News of our rescue of Prince Dragonhall from Catra’Zal reached the garrison before our group did. We were welcomed by the commander and given permission to spend the night before attempting to cross in the morning. On the other side of the river was a large war camp as this was one of those times where Kaeryn was involved in several border skirmishes and Korvis decided to flex its might. The commander simply asked that we not interfere with the actual military operations of the garrison and in return she would send a morning cavalry push to cover our crossing by distracting the Korvins. It was a nice bit of role-playing – our Paladin talked military matters with the commander, our Bard talked up my Sorcerer’s exploits while my Sorcerer met with several soldiers who hailed from his hometown (Dale isn’t part of Kaeryn but has an alliance with them in return for a small outpost and occasional border patrol) and my pseudodragon familiar assisted by cleaning out the storeroom of several large rats.

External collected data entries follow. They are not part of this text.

impl TrackReceiver for Receiver {
    fn track_id(&self) -> TrackId {
        self.params.track_id.clone()
    }

    fn stream_id(&self) -> String {
        self.params.stream_id.clone()
    }

    fn is_closed(&self) -> bool {
        self.closed.load(Ordering::Acquire)
    }

    fn read_rtp(&self, buf: &mut [u8], layer: u8, sn: u16) -> Result<usize> {
        let buffer = self
            .get_buffer(layer as i32)
            .ok_or(Error::BufferNotFound)?;
        Ok(buffer.get_packet(buf, sn)?)
    }

    fn get_layered_bitrate(&self) -> (Vec<i32>, Bitrates) {
        self.stream_tracker_manager.get_layered_bitrate()
    }

    fn get_audio_level(&self) -> Option<(f64, bool)> {
        if self.params.track.kind == TrackKind::Video {
            return None;
        }

        let buffers = self.buffers.read().clone();
        buffers
            .into_iter()
            .flatten()
            .find_map(|buffer| buffer.get_audio_level())
    }

    fn send_pli(&self, layer: i32, force: bool) {
        if let Some(buffer) = self.get_buffer(layer) {
            buffer.send_pli(force);
        }
    }

    /// Upstream will not be sending data; reflects mute so trackers do
    /// not declare layers dead.
    fn set_up_track_paused(&self, paused: bool) {
        self.stream_tracker_manager.set_paused(paused);

        let buffers = self.buffers.read().clone();
        for buffer in buffers.into_iter().flatten() {
            buffer.set_paused(paused);
        }
    }

    fn set_max_expected_spatial_layer(&self, layer: i32) {
        self.stream_tracker_manager
            .set_max_expected_spatial_layer(layer);
    }

    fn add_down_track(&self, track: Arc<dyn TrackSender>) -> Result<()> {
        if self.closed.load(Ordering::Acquire) {
            return Err(Error::ReceiverClosed);
        }

        let subscriber_id = track.subscriber_id();
        if self.down_track_spreader.has_down_track(&subscriber_id) {
            info!("subscriber already exists on track, subscriber: {subscriber_id}");
            return Err(Error::DownTrackAlreadyExists);
        }

        track.up_track_max_published_layer_changed(
            self.stream_tracker_manager.get_max_published_layer(),
        );
        track.up_track_max_temporal_layer_seen_changed(
            self.stream_tracker_manager.get_max_temporal_layer_seen(),
        );

        self.down_track_spreader.store(track);
        Ok(())
    }

    fn delete_down_track(&self, subscriber_id: &SubscriberId) {
        if self.closed.load(Ordering::Acquire) {
            return;
        }

        self.down_track_spreader.free(subscriber_id);
    }

    fn get_calculated_clock_rate(&self, layer: i32) -> u32 {
        self.stream_tracker_manager.get_calculated_clock_rate(layer)
    }

    fn get_reference_layer_rtp_timestamp(
        &self,
        ets: u64,
        layer: i32,
        reference_layer: i32,
    ) -> Result<u64> {
        let mapped = self.stream_tracker_manager.get_reference_layer_rtp_timestamp(
            ets as u32,
            layer,
            reference_layer,
        )?;

        // keep the extended counter continuous across the modular mapping
        let delta = mapped.wrapping_sub(ets as u32) as i32 as i64;
        Ok((ets as i64).wrapping_add(delta) as u64)
    }
}

impl StreamTrackerManagerListener for Receiver {
    fn on_available_layers_changed(&self) {
        self.down_track_spreader.broadcast(|dt| {
            dt.up_track_layers_changed();
        });
    }

    fn on_bitrate_availability_changed(&self) {
        self.down_track_spreader.broadcast(|dt| {
            dt.up_track_bitrate_availability_changed();
        });
    }

    fn on_max_published_layer_changed(&self, max_published_layer: i32) {
        self.down_track_spreader.broadcast(|dt| {
            dt.up_track_max_published_layer_changed(max_published_layer);
        });
    }

    fn on_max_temporal_layer_seen_changed(&self, max_temporal_layer_seen: i32) {
        self.down_track_spreader.broadcast(|dt| {
            dt.up_track_max_temporal_layer_seen_changed(max_temporal_layer_seen);
        });
    }

    fn on_max_available_layer_changed(&self, max_available_layer: i32) {
        let on_max_layer_changed = self.on_max_layer_changed.lock();
        if let Some(cb) = on_max_layer_changed.as_ref() {
            cb(max_available_layer);
        }
    }

    fn on_bitrate_report(&self, available_layers: &[i32], bitrates: Bitrates) {
        self.down_track_spreader.broadcast(|dt| {
            dt.up_track_bitrate_report(available_layers, bitrates);
        });
    }
}

/// Closes all senders in parallel, returning when all are closed.
fn close_track_senders(senders: Vec<Arc<dyn TrackSender>>) {
    thread::scope(|scope| {
        for sender in &senders {
            scope.spawn(|| sender.close());
        }
    });
}

#[cfg(test)]
pub(crate) mod tests_support {
    use super::*;
    use std::sync::atomic::AtomicUsize;

    /// Recording stand-in for a subscriber's down track.
    pub(crate) struct MockTrackSender {
        id: SubscriberId,
        pub(crate) packets: Mutex<Vec<(u64, i32)>>,
        layers_changed: AtomicUsize,
        pub(crate) bitrate_reports: AtomicUsize,
        pub(crate) sender_reports: Mutex<Vec<(i32, RtcpSenderReportData)>>,
        pub(crate) max_published: Mutex<Vec<i32>>,
        pub(crate) closed: AtomicBool,
    }

    impl MockTrackSender {
        pub(crate) fn new(id: &str) -> Arc<Self> {
            Arc::new(Self {
                id: id.to_owned(),
                packets: Mutex::new(Vec::new()),
                layers_changed: AtomicUsize::new(0),
                bitrate_reports: AtomicUsize::new(0),
                sender_reports: Mutex::new(Vec::new()),
                max_published: Mutex::new(Vec::new()),
                closed: AtomicBool::new(false),
            })
        }

        pub(crate) fn layers_changed_count(&self) -> usize {
            self.layers_changed.load(Ordering::SeqCst)
        }

        pub(crate) fn packet_count(&self) -> usize {
            self.packets.lock().len()
        }
    }

    impl TrackSender for MockTrackSender {
        fn subscriber_id(&self) -> SubscriberId {
            self.id.clone()
        }

        fn write_rtp(&self, pkt: &ExtPacket, spatial_layer: i32) {
            self.packets
                .lock()
                .push((pkt.ext_sequence_number, spatial_layer));
        }

        fn up_track_layers_changed(&self) {
            self.layers_changed.fetch_add(1, Ordering::SeqCst);
        }

        fn up_track_bitrate_availability_changed(&self) {}

        fn up_track_max_published_layer_changed(&self, max_published_layer: i32) {
            self.max_published.lock().push(max_published_layer);
        }

        fn up_track_max_temporal_layer_seen_changed(&self, _max_temporal_layer_seen: i32) {}

        fn up_track_bitrate_report(&self, _available_layers: &[i32], _bitrates: Bitrates) {
            self.bitrate_reports.fetch_add(1, Ordering::SeqCst);
        }

        fn handle_rtcp_sender_report_data(&self, layer: i32, sr: RtcpSenderReportData) {
            self.sender_reports.lock().push((layer, sr));
        }

        fn close(&self) {
            self.closed.store(true, Ordering::SeqCst);
        }
    }
}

Of course, nothing goes as planned…




In the middle of the night, the garrison alarm goes off. The soldiers all snap to, as do all of us, though it takes me a bit longer (Natural 1 on my roll to wake up) as my pseudodragon is lying on my chest and can’t quite remove itself thanks to being overstuffed with rats. From the outside comes a loud gibbering voice in a language that our Eldritch Knight recognizes as Infernal. Smack dab in the middle of the bridge are two huge devils, one heading north towards the Korvin camp and one coming south right for the keep. The devil uses its powers to summon several minions…




…and the fight is on.

The minions themselves are a cakewalk. It’s the Shadow Devils that are the problem.

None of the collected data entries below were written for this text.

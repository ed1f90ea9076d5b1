use thiserror::Error;

pub type Result<T> = std::result::Result<T, Error>;

#[derive(Debug, Clone, PartialEq, Eq, Error)]
#[non_exhaustive]
pub enum Error {
    #[error("receiver closed")]
    ReceiverClosed,
    #[error("down track already exists")]
    DownTrackAlreadyExists,
    #[error("buffer not found")]
    BufferNotFound,
    #[error("invalid layer, target: {target}, reference: {reference}")]
    InvalidLayer { target: i32, reference: i32 },
    #[error("offset unavailable, target: {target}, reference: {reference}")]
    OffsetUnavailable { target: i32, reference: i32 },
    #[error(transparent)]
    Buffer(#[from] buffer::Error),
}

The fight…well, the melee fighters tear through the minions and Shadow Devils thanks to magical and silver weapons. The casters, however…our Cleric/Favored Soul decided to drop an Ice Storm on the largest group of little demons. However she miscalculated the area-of-effect and caught one of the Kaeryn soldiers right on the edge of the storm. Everything under the Ice Storm died. Including the soldier. Considering our Favored Soul is as optimistic as a kender on Aderall, this CRUSHED her that she accidentally killed someone and she ended up spending the next few days in a depressive funk that we had to work her out of. My Sorcerer? Well…the big devil crashed into the courtyard and I had an inspiration. I stepped out of the tower I was hiding in, pointed toward him, and yelled “BACK TO THE ABYSS WITH YOU!”

I blew my inspiration to give him disadvantage on the Banish. The GM rolled two natural 20’s.

I ducked back into the tower, only for the devil to peer inside, whisper “I see you, little Sorcrerer,” and cast Shatter on the tower. Between the flying masonry and falling damage from rolling another freaking Natural 1 on my Dexterity save, I got knocked down to 1 HP and spent the rest of the fight trying to dig my way out of the hole I was in since I couldn’t see out of it to Misty Step.

Eventually the PC’s and the Kaeryn soldiers get the devil down, and in the confusion of the other devil tearing the Korvin camp apart, we quickly heal up and charge across the bridge. While the Kaeryn help take down the devil in a “the enemy of my enemy is still my enemy and man it’s great to watch my enemy get their rear end kicked” sort of manner, our party slips into the night…

X X X X X

The Cranky Owlbear was a lot more high-end then we expected.

How high-end?



Yeah, the GM actually wrote up and printed out a full menu and had us order off of it while tavern music played in the background. It was a nice place in the noble district of Highspire, complete with an owlbear head for a sign, a stuffed and mounted owlbear threatening patrons as they entered, and an actual hostess to show us to our seats. Oh, and two trained baby owlbears who would dash around the floor picking up any dropped food (we were told NOT to fee the owlbears. Everyone did anyway). My pseudodragon familiar spent the entire time wrapped up against my chest since owlbears are natural predator to pseudodragons, while our Favored Soul got her groove back by being introduced to ice cubes…which she didn’t use for her drink, but for dumping down the back of my robes, which causes my Sorcerer’s entire body to flinch, which caused my pseudodragon to flinch, which causes me to barely make a save against being poisoned by its stinger.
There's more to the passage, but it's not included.